A Hybrid Approach Using Design of Experiment and Artificial Neural Network in a Camless Heavy-Duty Engine

Abstract

Abstract Increasingly stricter emission regulations and fleet CO2 targets drive the engine development toward clean combustion and high efficiency. To achieve this goal, planning and conducting experiments in a time- and cost-effective way play a vital role in finding the optimal combinations of all selectable parameters. This study investigated the effects of five engine parameters on two engine-out responses in a camless variable valve actuation (VVA) heavy-duty engine. Five engine parameters were intake valve lift (IVL), inlet valve closing (IVC), injection pressure, start of injection (SOI), and exhaust gas recirculation (EGR). Initially, a design of experiment (DoE) model was generated to predict both engine-out responses: brake-specific fuel consumption (BSFC) and BSNOx emissions. Due to a poor fit of the BSFC regression model from DoE analysis, an artificial neural network (ANN) model was developed to predict BSFC instead. A d-optimal design with five engine parameters at five levels was used to design the experiment.
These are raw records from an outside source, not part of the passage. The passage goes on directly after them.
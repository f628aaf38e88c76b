//! Bounded resource sessions.
//!
//! # Responsibilities
//! - Pair a gate slot and an in-flight registration with a borrowed resource
//! - Guarantee the slot is released exactly once, on every exit path
//!
//! # Lifecycle
//! ```text
//! Acquiring ──admitted──▶ borrow ──ok──▶ Active ──close/drop──▶ Released
//!     │                     │
//!     └─refused             └─failed: slot released before returning
//! ```

use async_trait::async_trait;
use std::ops::{Deref, DerefMut};
use std::sync::Arc;
use std::time::Duration;

use super::drain::{DrainCoordinator, InFlightGuard};
use super::error::{AdmissionError, Refusal};
use super::gate::{Gate, GatePermit};
use super::signal::Cancel;

/// An external pool that lends resource handles.
///
/// Cancellation of `borrow` is expressed by dropping its future; sessions race
/// it against the caller's cancel signal.
#[async_trait]
pub trait ResourcePool: Send + Sync + 'static {
    type Handle: Send + 'static;
    type Error: std::error::Error + Send + Sync + 'static;

    /// Lend a handle.
    async fn borrow(&self) -> Result<Self::Handle, Self::Error>;

    /// Take a handle back.
    fn release(&self, handle: Self::Handle);
}

/// An admitted slot with no resource attached.
///
/// Used by facades whose unit of work brings its own resource (an inbound
/// request, an outbound HTTP call).
#[derive(Debug)]
#[must_use = "dropping the ticket ends the admission"]
pub struct Ticket {
    permit: GatePermit,
    flight: Option<InFlightGuard>,
}

impl Ticket {
    /// Acquire a gate slot and register it as in flight.
    pub async fn acquire(
        gate: &Gate,
        drain: &DrainCoordinator,
        cancel: Cancel<'_>,
        hesitation: Duration,
    ) -> Result<Self, Refusal> {
        let permit = gate.acquire(cancel, hesitation).await?;
        // Registered before any work can start, so a drain waiter never sees a false zero.
        let flight = Some(drain.track());
        Ok(Self { permit, flight })
    }

    /// Deregister, then release the slot (reverse of acquisition). Idempotent.
    pub fn release(&mut self) {
        self.flight.take();
        self.permit.release();
    }

    pub fn is_released(&self) -> bool {
        self.flight.is_none()
    }
}

impl Drop for Ticket {
    fn drop(&mut self) {
        self.release();
    }
}

/// An admitted unit of work holding one borrowed resource handle.
///
/// Dereferences to the handle. Closing (or dropping) returns the handle to its
/// pool, then deregisters from the drain, then releases the gate slot.
pub struct Session<P: ResourcePool> {
    pool: Arc<P>,
    handle: Option<P::Handle>,
    ticket: Ticket,
}

impl<P: ResourcePool> Session<P> {
    /// Acquire a slot and borrow a handle from `pool`.
    ///
    /// A refused acquisition never touches the pool. A failed or cancelled
    /// borrow releases the slot before returning.
    pub async fn open(
        gate: &Gate,
        drain: &DrainCoordinator,
        cancel: Cancel<'_>,
        hesitation: Duration,
        pool: &Arc<P>,
    ) -> Result<Self, AdmissionError<P::Error>> {
        let ticket = Ticket::acquire(gate, drain, cancel, hesitation).await?;

        let handle = tokio::select! {
            biased;
            _ = cancel.cancelled() => return Err(AdmissionError::Refused(Refusal::Cancelled)),
            res = pool.borrow() => res.map_err(AdmissionError::Borrow)?,
        };

        Ok(Self {
            pool: Arc::clone(pool),
            handle: Some(handle),
            ticket,
        })
    }

    /// End the session, returning the handle to the pool.
    pub fn close(mut self) {
        self.finish(true);
    }

    /// End the session without returning the handle (e.g. it is broken).
    pub fn discard(mut self) {
        self.finish(false);
    }

    fn finish(&mut self, give_back: bool) {
        if let Some(handle) = self.handle.take() {
            if give_back {
                self.pool.release(handle);
            }
        }
        self.ticket.release();
    }
}

impl<P: ResourcePool> Deref for Session<P> {
    type Target = P::Handle;

    fn deref(&self) -> &Self::Target {
        self.handle.as_ref().expect("session handle is held until close")
    }
}

impl<P: ResourcePool> DerefMut for Session<P> {
    fn deref_mut(&mut self) -> &mut Self::Target {
        self.handle.as_mut().expect("session handle is held until close")
    }
}

impl<P: ResourcePool> Drop for Session<P> {
    fn drop(&mut self) {
        self.finish(true);
    }
}

impl<P: ResourcePool> std::fmt::Debug for Session<P> {
    fn fmt(&self, f: &mut std::fmt::Formatter<'_>) -> std::fmt::Result {
        f.debug_struct("Session")
            .field("active", &self.handle.is_some())
            .field("ticket", &self.ticket)
            .finish()
    }
}
//! Lifecycle signals.
//!
//! # Responsibilities
//! - One-shot broadcast signal (`DoneSignal`) for "shutdown requested" / "work finished"
//! - Re-arming notifier (`Notifier`) for "state changed, check again"
//! - Borrowed cancellation view (`Cancel`) combining a caller signal with a stop signal

use std::future::pending;
use std::sync::atomic::{AtomicBool, Ordering};
use std::sync::Arc;
use std::time::Duration;
use tokio::sync::{watch, Notify};

/// One-shot signal that transitions from unset to set exactly once.
///
/// Clones share the same underlying state, so any clone may fire it and any
/// number of tasks may wait on it.
#[derive(Debug, Clone)]
pub struct DoneSignal {
    tx: Arc<watch::Sender<bool>>,
}

impl DoneSignal {
    /// Create a new unset signal.
    pub fn new() -> Self {
        let (tx, _) = watch::channel(false);
        Self { tx: Arc::new(tx) }
    }

    /// Fire the signal.
    ///
    /// Returns `true` only for the call that performed the transition.
    /// Firing an already fired signal is a no-op.
    pub fn fire(&self) -> bool {
        self.tx.send_if_modified(|fired| {
            if *fired {
                false
            } else {
                *fired = true;
                true
            }
        })
    }

    /// Check whether the signal has fired, without blocking.
    pub fn is_set(&self) -> bool {
        *self.tx.borrow()
    }

    /// Wait until the signal fires. Returns immediately if it already has.
    pub async fn wait(&self) {
        let mut rx = self.tx.subscribe();
        // The sender lives as long as `self`, so this cannot observe a closed channel.
        let _ = rx.wait_for(|fired| *fired).await;
    }

    /// Fire the signal once `after` has elapsed.
    ///
    /// Must be called from within a Tokio runtime.
    pub fn fire_after(&self, after: Duration) {
        let signal = self.clone();
        tokio::spawn(async move {
            tokio::time::sleep(after).await;
            signal.fire();
        });
    }
}

impl Default for DoneSignal {
    fn default() -> Self {
        Self::new()
    }
}

/// Coalescing "please re-check" notification.
///
/// Any number of `notify` calls made while a notification is pending collapse
/// into a single pending notification. Carries no payload.
#[derive(Debug, Clone, Default)]
pub struct Notifier {
    inner: Arc<NotifierInner>,
}

#[derive(Debug, Default)]
struct NotifierInner {
    pending: AtomicBool,
    notify: Notify,
}

impl Notifier {
    /// Create a notifier with nothing pending.
    pub fn new() -> Self {
        Self::default()
    }

    /// Mark a notification as pending and wake a waiting consumer.
    pub fn notify(&self) {
        if !self.inner.pending.swap(true, Ordering::AcqRel) {
            self.inner.notify.notify_one();
        }
    }

    /// Whether a notification is waiting to be consumed.
    pub fn is_pending(&self) -> bool {
        self.inner.pending.load(Ordering::Acquire)
    }

    /// Consume a pending notification without blocking.
    pub fn try_consume(&self) -> bool {
        self.inner.pending.swap(false, Ordering::AcqRel)
    }

    /// Wait until a notification is pending, then clear it.
    pub async fn consume(&self) {
        loop {
            if self.try_consume() {
                return;
            }
            // A stale wakeup left behind by an earlier try_consume just loops once more.
            self.inner.notify.notified().await;
        }
    }
}

/// A borrowed set of signals that cancel a wait when any of them fires.
///
/// Holds at most two signals: the caller's own and a facade's stop signal.
#[derive(Debug, Clone, Copy, Default)]
pub struct Cancel<'a> {
    signals: [Option<&'a DoneSignal>; 2],
}

impl<'a> Cancel<'a> {
    /// A cancellation that never fires.
    pub fn never() -> Self {
        Self::default()
    }

    /// Cancel when `signal` fires.
    pub fn on(signal: &'a DoneSignal) -> Self {
        Self {
            signals: [Some(signal), None],
        }
    }

    /// Also cancel when `signal` fires. Replaces the second slot if both are taken.
    pub fn or(mut self, signal: &'a DoneSignal) -> Self {
        if self.signals[0].is_none() {
            self.signals[0] = Some(signal);
        } else {
            self.signals[1] = Some(signal);
        }
        self
    }

    /// Whether any of the signals has already fired.
    pub fn is_cancelled(&self) -> bool {
        self.signals.iter().flatten().any(|s| s.is_set())
    }

    /// Resolve once any signal fires. Never resolves for [`Cancel::never`].
    pub async fn cancelled(self) {
        match self.signals {
            [Some(a), Some(b)] => {
                tokio::select! {
                    _ = a.wait() => {}
                    _ = b.wait() => {}
                }
            }
            [Some(s), None] | [None, Some(s)] => s.wait().await,
            [None, None] => pending::<()>().await,
        }
    }
}

impl<'a> From<&'a DoneSignal> for Cancel<'a> {
    fn from(signal: &'a DoneSignal) -> Self {
        Self::on(signal)
    }
}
Extra test points together with d-optimal design points were utilized to train the ANN model. The well-trained ANN model for BSFC and DoE model for BSNOx were combined with a genetic algorithm (GA) to generate the Pareto-optimal front. The results proved the concept of using a hybrid statistical approach (DoE + ANN) with GA as an effective tool to generate a range of compromise design solutions. By extracting designs along the Pareto-optimal front, the impact of engine parameters on the system can be explained.